$\sum\limits_{i=1}^n \frac{x_i}{\sqrt[n]{x_i^n+(n^n-1)\prod \limits_{j=1}^nx_j}} \ge 1$, for all $x_i>0.$

The inequality $\displaystyle\sum_{i=1}^n\frac{x_i}{\sqrt[n]{x_i^n+(n^n-1)\prod \limits_{j=1}^nx_j}} \ge 1$ is trivial given the claim below. Of course, the equality occurs if and only if $x_1=x_2=\ldots=x_n$.

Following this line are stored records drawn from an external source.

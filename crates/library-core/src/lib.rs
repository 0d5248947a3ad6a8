//! # library-core: Pure Domain Logic for the Library API
//!
//! This crate holds the records, error taxonomy and field rules of the
//! library API as pure functions with zero I/O dependencies.
//!
//! ## Architecture Position
//! ```text
//! ┌─────────────────────────────────────────────────────────────────────────┐
//! │                        Library Architecture                             │
//! │                                                                         │
//! │  ┌─────────────────────────────────────────────────────────────────┐   │
//! │  │                    apps/api (axum)                              │   │
//! │  │    GET/POST /authors ── PUT/DELETE /books/{id} ── /books/search │   │
//! │  └─────────────────────────────┬───────────────────────────────────┘   │
//! │                                │                                        │
//! │  ┌─────────────────────────────▼───────────────────────────────────┐   │
//! │  │              ★ library-core (THIS CRATE) ★                      │   │
//! │  │                                                                 │   │
//! │  │   ┌───────────┐  ┌────────────┐  ┌──────────────────────────┐  │   │
//! │  │   │   types   │  │   error    │  │       validation         │  │   │
//! │  │   │  Author   │  │ CoreError  │  │  author/book rule sets   │  │   │
//! │  │   │  Book     │  │ FieldError │  │  create + update         │  │   │
//! │  │   └───────────┘  └────────────┘  └──────────────────────────┘  │   │
//! │  │                                                                 │   │
//! │  │   NO I/O • NO DATABASE • NO NETWORK • PURE FUNCTIONS           │   │
//! │  └─────────────────────────────────────────────────────────────────┘   │
//! │                                │                                        │
//! │  ┌─────────────────────────────▼───────────────────────────────────┐   │
//! │  │                library-db (Store + Services)                    │   │
//! │  │         SQLite queries, uniqueness, author reference checks     │   │
//! │  └─────────────────────────────────────────────────────────────────┘   │
//! └─────────────────────────────────────────────────────────────────────────┘
//! ```
//!
//! ## Modules
//!
//! - [`types`] - Records (Author, Book) and their change sets
//! - [`error`] - Domain error taxonomy and field-level errors
//! - [`validation`] - Per-operation field rules
//!
//! ## Example Usage
//!
//! ```rust
//! use library_core::validation::{author_rules, RuleMode};
//! use serde_json::json;
//!
//! let body = json!({ "name": "Omar Ahmed", "email": "not-an-email" });
//! let checked = author_rules(RuleMode::Create, body.as_object().unwrap());
//!
//! assert!(checked.errors.has("email"));
//! assert_eq!(checked.input.name.as_deref(), Some("Omar Ahmed"));
//! ```

// =============================================================================
// Module Declarations
// =============================================================================

pub mod error;
pub mod types;
pub mod validation;

// =============================================================================
// Re-exports for Convenience
// =============================================================================

pub use error::{CoreError, CoreResult, FieldError, FieldErrorKind, ValidationErrors};
pub use types::*;

// =============================================================================
// Crate-Level Constants
// =============================================================================

/// Maximum length of a book title, in characters.
pub const MAX_TITLE_LEN: usize = 255;

/// Maximum length of an ISBN, in characters.
///
/// ISBN-13 without separators is the longest accepted form.
pub const MAX_ISBN_LEN: usize = 13;
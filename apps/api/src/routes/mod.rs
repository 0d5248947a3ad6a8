//! HTTP routes and the response envelope.

pub mod authors;
pub mod books;

use axum::body::Bytes;
use axum::extract::rejection::PathRejection;
use axum::extract::{Path, State};
use axum::http::StatusCode;
use axum::response::{IntoResponse, Response};
use axum::routing::get;
use axum::{Json, Router};
use library_core::validation::Fields;
use library_db::service::parse_record_id;
use serde::Serialize;
use serde_json::{json, Value};
use tracing::{debug, warn};

use crate::error::{ApiError, ApiResult};
use crate::AppState;

/// All routes, before state is attached.
pub fn router() -> Router<AppState> {
    Router::new()
        .route("/health", get(health))
        .merge(authors::router())
        .merge(books::router())
}

#[derive(Serialize)]
struct Envelope<T: Serialize> {
    status: u16,
    data: T,
}

/// `{status, data}` with `status` mirrored in the body.
pub(crate) fn success<T: Serialize>(status: StatusCode, data: T) -> Response {
    (
        status,
        Json(Envelope {
            status: status.as_u16(),
            data,
        }),
    )
        .into_response()
}

/// `{status, data: {message}}`
pub(crate) fn message(status: StatusCode, text: &str) -> Response {
    success(status, json!({ "message": text }))
}

/// Parses a request body into a field mapping.
///
/// An empty body is an empty mapping. Anything other than a JSON object is
/// rejected.
pub(crate) fn parse_fields(body: &Bytes) -> ApiResult<Fields> {
    if body.iter().all(u8::is_ascii_whitespace) {
        return Ok(Fields::new());
    }

    match serde_json::from_slice::<Value>(body) {
        Ok(Value::Object(fields)) => Ok(fields),
        Ok(_) => Err(ApiError::BadRequest("The request body must be a JSON object".to_string())),
        Err(e) => {
            warn!(error = %e, "Malformed request body");
            Err(ApiError::BadRequest("Malformed JSON body".to_string()))
        }
    }
}

/// Record id from the `{id}` path segment.
///
/// A segment that cannot even be extracted (invalid percent-encoding, bad
/// UTF-8) names no record, the same as a non-integer one.
pub(crate) fn record_id(
    entity: &str,
    path: Result<Path<String>, PathRejection>,
) -> ApiResult<i64> {
    let Path(raw) = path.map_err(|rejection| {
        debug!(%rejection, "Unusable record id");
        ApiError::NotFound(format!("{} not found", entity))
    })?;
    Ok(parse_record_id(entity, &raw)?)
}

async fn health(State(state): State<AppState>) -> (StatusCode, &'static str) {
    if state.db.health_check().await {
        (StatusCode::OK, "OK")
    } else {
        (StatusCode::SERVICE_UNAVAILABLE, "Database unavailable")
    }
}
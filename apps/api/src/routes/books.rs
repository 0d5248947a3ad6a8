//! `/books` handlers.
//!
//! `/books/search` is a static segment, so it takes precedence over
//! `/books/{id}`.

use axum::body::Bytes;
use axum::extract::rejection::{PathRejection, QueryRejection};
use axum::extract::{Path, Query, State};
use axum::http::StatusCode;
use axum::response::Response;
use axum::routing::get;
use axum::Router;
use serde::Deserialize;
use tracing::debug;

use super::{message, parse_fields, record_id, success};
use crate::error::{ApiError, ApiResult};
use crate::AppState;

const ENTITY: &str = "Book";

pub fn router() -> Router<AppState> {
    Router::new()
        .route("/books", get(index).post(store))
        .route("/books/search", get(search))
        .route("/books/{id}", get(show).put(update).delete(destroy))
}

#[derive(Debug, Deserialize)]
pub struct SearchParams {
    pub title: Option<String>,
}

async fn index(State(state): State<AppState>) -> ApiResult<Response> {
    let books = state.db.book_service().list().await?;
    Ok(success(StatusCode::OK, books))
}

async fn store(State(state): State<AppState>, body: Bytes) -> ApiResult<Response> {
    let fields = parse_fields(&body)?;
    state.db.book_service().create(&fields).await?;
    Ok(message(StatusCode::CREATED, "Book created successfully"))
}

async fn search(
    State(state): State<AppState>,
    query: Result<Query<SearchParams>, QueryRejection>,
) -> ApiResult<Response> {
    let Query(params) = query.map_err(|rejection| {
        debug!(%rejection, "Unusable search query");
        ApiError::BadRequest(rejection.body_text())
    })?;

    let books = state
        .db
        .book_service()
        .search(params.title.as_deref())
        .await?;
    Ok(success(StatusCode::OK, books))
}

async fn show(
    State(state): State<AppState>,
    path: Result<Path<String>, PathRejection>,
) -> ApiResult<Response> {
    let id = record_id(ENTITY, path)?;
    let book = state.db.book_service().get(id).await?;
    Ok(success(StatusCode::OK, book))
}

async fn update(
    State(state): State<AppState>,
    path: Result<Path<String>, PathRejection>,
    body: Bytes,
) -> ApiResult<Response> {
    let id = record_id(ENTITY, path)?;
    let fields = parse_fields(&body)?;
    state.db.book_service().update(id, &fields).await?;
    Ok(message(StatusCode::OK, "Book updated successfully"))
}

async fn destroy(
    State(state): State<AppState>,
    path: Result<Path<String>, PathRejection>,
) -> ApiResult<Response> {
    let id = record_id(ENTITY, path)?;
    state.db.book_service().delete(id).await?;
    Ok(message(StatusCode::OK, "Book deleted successfully"))
}
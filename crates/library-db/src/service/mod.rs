//! # Service Module
//!
//! Validated CRUD over authors and books.
//!
//! ## Request Lifecycle
//! ```text
//! ┌─────────────────────────────────────────────────────────────────────────┐
//! │                    BookService::update(id, fields)                      │
//! │                                                                         │
//! │  1. find_active(id)            ── None ──► CoreError::NotFound          │
//! │       │                                                                 │
//! │  2. book_rules(Update{id})     ── field errors collected                │
//! │       │                                                                 │
//! │  3. storage rules              ── isbn_taken(.., ignore id)             │
//! │       │                           author exists_active                  │
//! │       │                                                                 │
//! │  4. errors non-empty?          ── yes ──► CoreError::Validation         │
//! │       │                                                                 │
//! │  5. repository write           ── UniqueViolation ──► not_unique        │
//! │       │                           ForeignKeyViolation ──► not_found_ref │
//! │       ▼                                                                 │
//! │  Ok(updated record)                                                    │
//! └─────────────────────────────────────────────────────────────────────────┘
//! ```
//!
//! Step 3 gives friendly errors in the common case. Step 5 is what holds
//! under concurrent writers: the UNIQUE constraints and the author guard
//! live in the write statements themselves.

pub mod audit;
pub mod author;
pub mod book;

use library_core::validation::parse_id;
use library_core::{CoreError, FieldErrorKind, ValidationErrors};
use serde_json::Value;

use crate::error::{DbError, ServiceError};

/// Parses a record id taken from a URL path.
///
/// Anything that is not an integer cannot name a record, so it is reported
/// as `NotFound` for `entity`.
pub fn parse_record_id(entity: &str, raw: &str) -> Result<i64, CoreError> {
    parse_id(&Value::String(raw.to_string())).ok_or_else(|| CoreError::not_found(entity, raw))
}

/// A single-field validation failure as a service error.
pub(crate) fn field_failure(field: &str, kind: FieldErrorKind, message: &str) -> ServiceError {
    let mut errors = ValidationErrors::new();
    errors.add(field, kind, message);
    errors.into()
}

/// Maps a repository `NotFound` to the domain error; everything else stays
/// a database error.
pub(crate) fn not_found_or_db(err: DbError) -> ServiceError {
    match err {
        DbError::NotFound { entity, id } => CoreError::NotFound { entity, id }.into(),
        other => other.into(),
    }
}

Claim: For every $i=1,2,\ldots,n$, we have $\displaystyle\frac{x_i}{\sqrt[n]{x_i^n+\left(n^n-1\right)\,\prod\limits_{j=1}^n\,x_j}} \geq \frac{x_i^{1-\frac{1}{n^n}}}{\sum\limits_{j=1}^n\,x_j^{1-\frac{1}{n^n}}}$. The equality holds if and only if $x_1=x_2=\ldots=x_n$.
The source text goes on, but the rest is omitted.